Idrissou Mora Kpai, cinéaste béninois

Idrissou Mora Kpai est un cinéaste béninois, diplômé de l’Université des Arts Cinématographiques «Konrad Wolf» à Babelsberg. Il a réalisé plusieurs courts-métrages et des documentaires. Les films d’Idrissou ont été vus à travers le monde. Largement passés en revue par la presse professionnelle, académique et populaire, ses films sont aussi l’objet de diffusions universitaires, en Europe et aux Etats-Unis. «Si-Gueriki, la Reine-mère ; 62mn» (cinéma du réel 2002, Rotterdam 2003) ; a reçu plusieurs distinctions dont le Bayard d’or du meilleur documentaire au 17ème Festival International du Film Francophone de Namur. «Arlit, deuxième Paris ; 78 mn», (Festival de Berlin 2005), a notamment reçu le prix du meilleur documentaire au Festival Tricontinental de Milan, le Bayard d’or du meilleur documentaire au 20ème Festival International du Film Francophone de Namur. « Indochine, sur les traces d’une mère ; 71 mn» (Busan International Festival ; 2011» a notamment reçu le Grand Prix du Jury au Festival du film engagé d’Alger 2012, le prix du documentaire au FESPACO 2011. En 2013, Idrissou a été lauréat du prix Prince Claus des Pays-Bas qui récompensent des réalisations exceptionnelles dans le domaine de la culture et du développement. Idrissou fut Professeur Visiteur de Cinéma à L’Université de Duke en Caroline du Nord et a été en résidence d’artiste à l’Université de Cornell, dans l’Etat de New-York. Idrissou habite actuellement à Pittsburgh, en Pennsylvanie aux USA.

Sur sa page Facebook, Il se prononce sur la polémique autour du Fonds d’aide à la culture du Benin et fait quelques propositions

Fonds d’Aide à la Culture : Qu’est-ce que j’en pense ?
Tout d’abord, bravo à la plateforme WANILO ! Mes félicitations pour cette victoire qui n’est qu’un début. Vous avez démontré qu’avec une réelle volonté, on peut changer le cours des choses.

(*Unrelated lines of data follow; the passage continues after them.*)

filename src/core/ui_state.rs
//! Remembered list preferences (view mode, sort) per screen.
//!
//! Losing this state only costs the user a click; reads fall back to
//! defaults and write failures are logged, never surfaced.

use std::collections::HashMap;
use std::sync::RwLock;

use serde::{Deserialize, Serialize};

use crate::modules::resources::models::{QueryPatch, SortOrder};

/// String key-value store backing persisted UI state
pub trait UiStateStore: Send + Sync {
    fn get(&self, key: &str) -> Option<String>;

    fn set(&self, key: &str, value: &str);
}

#[derive(Debug, Default)]
pub struct MemoryUiStateStore {
    values: RwLock<HashMap<String, String>>,
}

impl MemoryUiStateStore {
    pub fn new() -> Self {
        Self::default()
    }
}

impl UiStateStore for MemoryUiStateStore {
    fn get(&self, key: &str) -> Option<String> {
        self.values.read().ok()?.get(key).cloned()
    }

    fn set(&self, key: &str, value: &str) {
        match self.values.write() {
            Ok(mut values) => {
                values.insert(key.to_string(), value.to_string());
            }
            Err(_) => tracing::warn!(key = %key, "UI state store poisoned, preference dropped"),
        }
    }
}

#[derive(Debug, Clone, Copy, Default, PartialEq, Eq, Serialize, Deserialize)]
#[serde(rename_all = "lowercase")]
pub enum ViewMode {
    #[default]
    Table,
    Grid,
}

#[derive(Debug, Clone, PartialEq, Eq, Serialize, Deserialize)]
pub struct SortPreference {
    pub field: String,
    pub order: SortOrder,
}

/// Preferences for one list screen
#[derive(Debug, Clone, Default, PartialEq, Eq)]
pub struct ListPreferences {
    pub view_mode: ViewMode,
    pub sort: Option<SortPreference>,
}

impl ListPreferences {
    /// Load preferences for `screen`, falling back to defaults on any missing or bad value
    pub fn load(store: &dyn UiStateStore, screen: &str) -> Self {
        let view_mode = store
            .get(&view_mode_key(screen))
            .and_then(|raw| serde_json::from_str(&raw).ok())
            .unwrap_or_default();

        let sort = store
            .get(&sort_key(screen))
            .and_then(|raw| serde_json::from_str(&raw).ok());

        Self { view_mode, sort }
    }

    /// Patch restoring the remembered sort; empty when nothing is stored
    pub fn sort_patch(&self) -> QueryPatch {
        match &self.sort {
            Some(sort) => QueryPatch::new().sort(sort.field.clone(), sort.order),
            None => QueryPatch::new(),
        }
    }

    pub fn save(&self, store: &dyn UiStateStore, screen: &str) {
        match serde_json::to_string(&self.view_mode) {
            Ok(raw) => store.set(&view_mode_key(screen), &raw),
            Err(e) => tracing::warn!(screen = %screen, error = %e, "Failed to persist view mode"),
        }

        if let Some(sort) = &self.sort {
            match serde_json::to_string(sort) {
                Ok(raw) => store.set(&sort_key(screen), &raw),
                Err(e) => tracing::warn!(screen = %screen, error = %e, "Failed to persist sort"),
            }
        }
    }
}

fn view_mode_key(screen: &str) -> String {
    format!("{}:viewMode", screen)
}

fn sort_key(screen: &str) -> String {
    format!("{}:sort", screen)
}
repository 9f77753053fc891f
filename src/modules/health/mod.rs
pub mod controllers;
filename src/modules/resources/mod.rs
// Paginated remote collections: query model, record-store clients,
// the list controller and the record proxy routes.

pub mod controllers;
pub mod models;
pub mod services;

pub use controllers::{ControllerEvent, ControllerSnapshot, ResourceController};
pub use models::{Entity, PaginatedResult, QueryPatch, QueryState, Record, SortOrder};
pub use services::{HttpResourceService, InMemoryResourceService, ResourceService};
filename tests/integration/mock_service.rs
// Scripted record store for controller and accumulator tests
//
// Pages are cut from an in-memory user list. Tests can hold a page behind a
// gate to keep its fetch in flight, script exact responses per page, shift
// page windows to produce overlapping rows, and inject failures.

#![allow(dead_code)]

use std::collections::HashMap;
use std::sync::atomic::{AtomicBool, AtomicUsize, Ordering};
use std::sync::{Arc, Mutex};

use async_trait::async_trait;
use resource_grid::core::{AppError, Result};
use resource_grid::resources::models::{Entity, ExportQuery, PaginatedResult, QueryState};
use resource_grid::resources::ResourceService;
use serde::Serialize;
use tokio::sync::Semaphore;

#[derive(Debug, Clone, PartialEq, Serialize)]
#[serde(rename_all = "camelCase")]
pub struct User {
    pub id: String,
    pub name: String,
    pub is_active: bool,
    pub is_deleted: bool,
}

impl User {
    pub fn new(id: impl Into<String>, name: impl Into<String>) -> Self {
        Self {
            id: id.into(),
            name: name.into(),
            is_active: true,
            is_deleted: false,
        }
    }
}

impl Entity for User {
    fn id(&self) -> &str {
        &self.id
    }

    fn is_active(&self) -> Option<bool> {
        Some(self.is_active)
    }

    fn is_deleted(&self) -> Option<bool> {
        Some(self.is_deleted)
    }
}

#[derive(Debug, Clone)]
pub struct UserInput {
    pub name: String,
}

/// `count` users with ids "1".."count"
pub fn users(count: usize) -> Vec<User> {
    (1..=count)
        .map(|i| User::new(i.to_string(), format!("user {:03}", i)))
        .collect()
}

pub fn ids(rows: &[User]) -> Vec<String> {
    rows.iter().map(|u| u.id.clone()).collect()
}

pub struct MockUserService {
    rows: Mutex<Vec<User>>,
    scripted: Mutex<HashMap<u32, PaginatedResult<User>>>,
    gates: Mutex<HashMap<u32, Arc<Semaphore>>>,
    overlap: AtomicUsize,
    page_calls: Mutex<Vec<QueryState>>,
    export_calls: Mutex<Vec<ExportQuery>>,
    mutation_calls: Mutex<Vec<String>>,
    failing_pages: AtomicUsize,
    failing_mutations: AtomicBool,
    hang: AtomicBool,
}

impl MockUserService {
    pub fn new(rows: Vec<User>) -> Arc<Self> {
        Arc::new(Self {
            rows: Mutex::new(rows),
            scripted: Mutex::new(HashMap::new()),
            gates: Mutex::new(HashMap::new()),
            overlap: AtomicUsize::new(0),
            page_calls: Mutex::new(Vec::new()),
            export_calls: Mutex::new(Vec::new()),
            mutation_calls: Mutex::new(Vec::new()),
            failing_pages: AtomicUsize::new(0),
            failing_mutations: AtomicBool::new(false),
            hang: AtomicBool::new(false),
        })
    }

    /// Answer `page` with exactly these rows, whatever the filter
    pub fn script(&self, page: u32, rows: Vec<User>, total: u64) {
        let result = PaginatedResult {
            items: rows,
            page,
            total_pages: 0,
            total,
        };
        self.scripted.lock().unwrap().insert(page, result);
    }

    /// Page N > 1 starts `overlap` rows early, repeating the end of page N - 1
    pub fn set_overlap(&self, overlap: usize) {
        self.overlap.store(overlap, Ordering::SeqCst);
    }

    /// Keep every fetch of `page` in flight until `release`
    pub fn hold(&self, page: u32) {
        self.gates
            .lock()
            .unwrap()
            .insert(page, Arc::new(Semaphore::new(0)));
    }

    pub fn release(&self, page: u32) {
        if let Some(gate) = self.gates.lock().unwrap().remove(&page) {
            gate.close();
        }
    }

    pub fn fail_next_pages(&self, count: usize) {
        self.failing_pages.store(count, Ordering::SeqCst);
    }

    pub fn fail_mutations(&self, failing: bool) {
        self.failing_mutations.store(failing, Ordering::SeqCst);
    }

    /// Page fetches never answer
    pub fn hang(&self) {
        self.hang.store(true, Ordering::SeqCst);
    }

    pub fn page_calls(&self) -> Vec<QueryState> {
        self.page_calls.lock().unwrap().clone()
    }

    pub fn page_call_count(&self) -> usize {
        self.page_calls.lock().unwrap().len()
    }

    pub fn export_calls(&self) -> Vec<ExportQuery> {
        self.export_calls.lock().unwrap().clone()
    }

    pub fn mutation_calls(&self) -> Vec<String> {
        self.mutation_calls.lock().unwrap().clone()
    }

    fn matching(&self, filter: &ExportQuery) -> Vec<User> {
        let want_deleted = filter.is_deleted.unwrap_or(false);
        self.rows
            .lock()
            .unwrap()
            .iter()
            .filter(|u| u.is_deleted == want_deleted)
            .filter(|u| match &filter.search {
                Some(needle) => u.name.contains(needle.as_str()),
                None => true,
            })
            .cloned()
            .collect()
    }

    fn mutation(&self, call: String) -> Result<()> {
        self.mutation_calls.lock().unwrap().push(call);
        if self.failing_mutations.load(Ordering::SeqCst) {
            return Err(AppError::remote(422, "rejected by record store"));
        }
        Ok(())
    }

    fn set_deleted(&self, ids: &[String], deleted: bool) {
        for user in self.rows.lock().unwrap().iter_mut() {
            if ids.contains(&user.id) {
                user.is_deleted = deleted;
            }
        }
    }

    async fn wait_for_gate(&self, page: u32) {
        let gate = self.gates.lock().unwrap().get(&page).cloned();
        if let Some(gate) = gate {
            // a closed gate means released
            let _ = gate.acquire().await;
        }
    }
}

#[async_trait]
impl ResourceService<User, UserInput> for MockUserService {
    fn name(&self) -> &str {
        "users"
    }

    async fn get_page(&self, query: &QueryState) -> Result<PaginatedResult<User>> {
        self.page_calls.lock().unwrap().push(query.clone());
        self.wait_for_gate(query.page).await;

        if self.hang.load(Ordering::SeqCst) {
            std::future::pending::<()>().await;
        }

        let failing = self
            .failing_pages
            .fetch_update(Ordering::SeqCst, Ordering::SeqCst, |n| n.checked_sub(1))
            .is_ok();
        if failing {
            return Err(AppError::remote(503, "record store unavailable"));
        }

        if let Some(scripted) = self.scripted.lock().unwrap().get(&query.page).cloned() {
            return Ok(scripted);
        }

        let rows = self.matching(&query.export_query());
        let total = rows.len() as u64;
        let limit = query.limit as usize;
        let mut start = (query.page as usize - 1) * limit;
        if query.page > 1 {
            start = start.saturating_sub(self.overlap.load(Ordering::SeqCst));
        }
        let items = rows.into_iter().skip(start).take(limit).collect();

        Ok(PaginatedResult::new(items, query.page, query.limit, total))
    }

    async fn get_by_id(&self, id: &str) -> Result<User> {
        self.rows
            .lock()
            .unwrap()
            .iter()
            .find(|u| u.id == id)
            .cloned()
            .ok_or_else(|| AppError::remote(404, format!("user {} not found", id)))
    }

    async fn create(&self, input: UserInput) -> Result<User> {
        self.mutation(format!("create {}", input.name))?;
        let mut rows = self.rows.lock().unwrap();
        let user = User::new(format!("n{}", rows.len() + 1), input.name);
        rows.push(user.clone());
        Ok(user)
    }

    async fn update(&self, id: &str, input: UserInput) -> Result<User> {
        self.mutation(format!("update {}", id))?;
        let mut rows = self.rows.lock().unwrap();
        let user = rows
            .iter_mut()
            .find(|u| u.id == id)
            .ok_or_else(|| AppError::remote(404, format!("user {} not found", id)))?;
        user.name = input.name;
        Ok(user.clone())
    }

    async fn delete(&self, id: &str) -> Result<()> {
        self.mutation(format!("delete {}", id))?;
        self.set_deleted(&[id.to_string()], true);
        Ok(())
    }

    async fn restore(&self, id: &str) -> Result<()> {
        self.mutation(format!("restore {}", id))?;
        self.set_deleted(&[id.to_string()], false);
        Ok(())
    }

    async fn delete_many(&self, ids: &[String]) -> Result<()> {
        self.mutation(format!("delete_many {}", ids.join(",")))?;
        self.set_deleted(ids, true);
        Ok(())
    }

    async fn restore_many(&self, ids: &[String]) -> Result<()> {
        self.mutation(format!("restore_many {}", ids.join(",")))?;
        self.set_deleted(ids, false);
        Ok(())
    }

    async fn batch_update_status(&self, ids: &[String], is_active: bool) -> Result<()> {
        self.mutation(format!("status {} {}", ids.join(","), is_active))?;
        for user in self.rows.lock().unwrap().iter_mut() {
            if ids.contains(&user.id) {
                user.is_active = is_active;
            }
        }
        Ok(())
    }

    async fn get_all_for_export(&self, query: &ExportQuery) -> Result<Vec<User>> {
        self.export_calls.lock().unwrap().push(query.clone());
        Ok(self.matching(query))
    }
}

Comme je l’avais déjà souligné au cours des échanges avec des amis Facebook, l’argent mis à la disposition de la culture, est énorme pour un petit pays comme le nôtre. Ne pas en faire quelque chose de profitable à la nation est un crime. C’est pour ça que je salue votre courage et votre volonté de stopper ce pillage de l’économie nationale.

5 milliards de Francs CFA (c’est environ 8 millions d’euros) …
Je n’arrive pas à croire qu’une somme aussi importante soit dilapidée par une bande de voyous, sans que rien ne soit entrepris pour leur demander des comptes.

Je suis révolté, parce que je considère les grandissantes difficultés de création, les très nombreux obstacles auxquels nous sommes confrontés entant qu’artistes Africains. Je considère nos combats pour récolter des fonds à l’étranger, des miettes, parfois à la limite de la mendicité.

Pour vous donner une idée de l’importance du fonds dilapidé, sans qu’aucune œuvre digne du nom ne voie le jour :

Le Fonds Images Francophones que vous connaissez tous et qui a permis à un grand nombre de réalisateurs africains de faire des films, a un budget annuel de 900 000 euros
Sundance Institut aux Etats-Unis, sans laquelle un grand nombre de films indépendants américains et internationaux n’auraient jamais été réalisé, à un budget annuel de 3 millions de dollars.

Le Fonds Images du Monde du gouvernement français qui finance les réalisateurs du monde entier, dont les africains, a un budget de 6 millions d’euros.
Le World CinemaFund du festival de Berlin finance aussi des projets du monde entier avec un budget de 350 000 euros.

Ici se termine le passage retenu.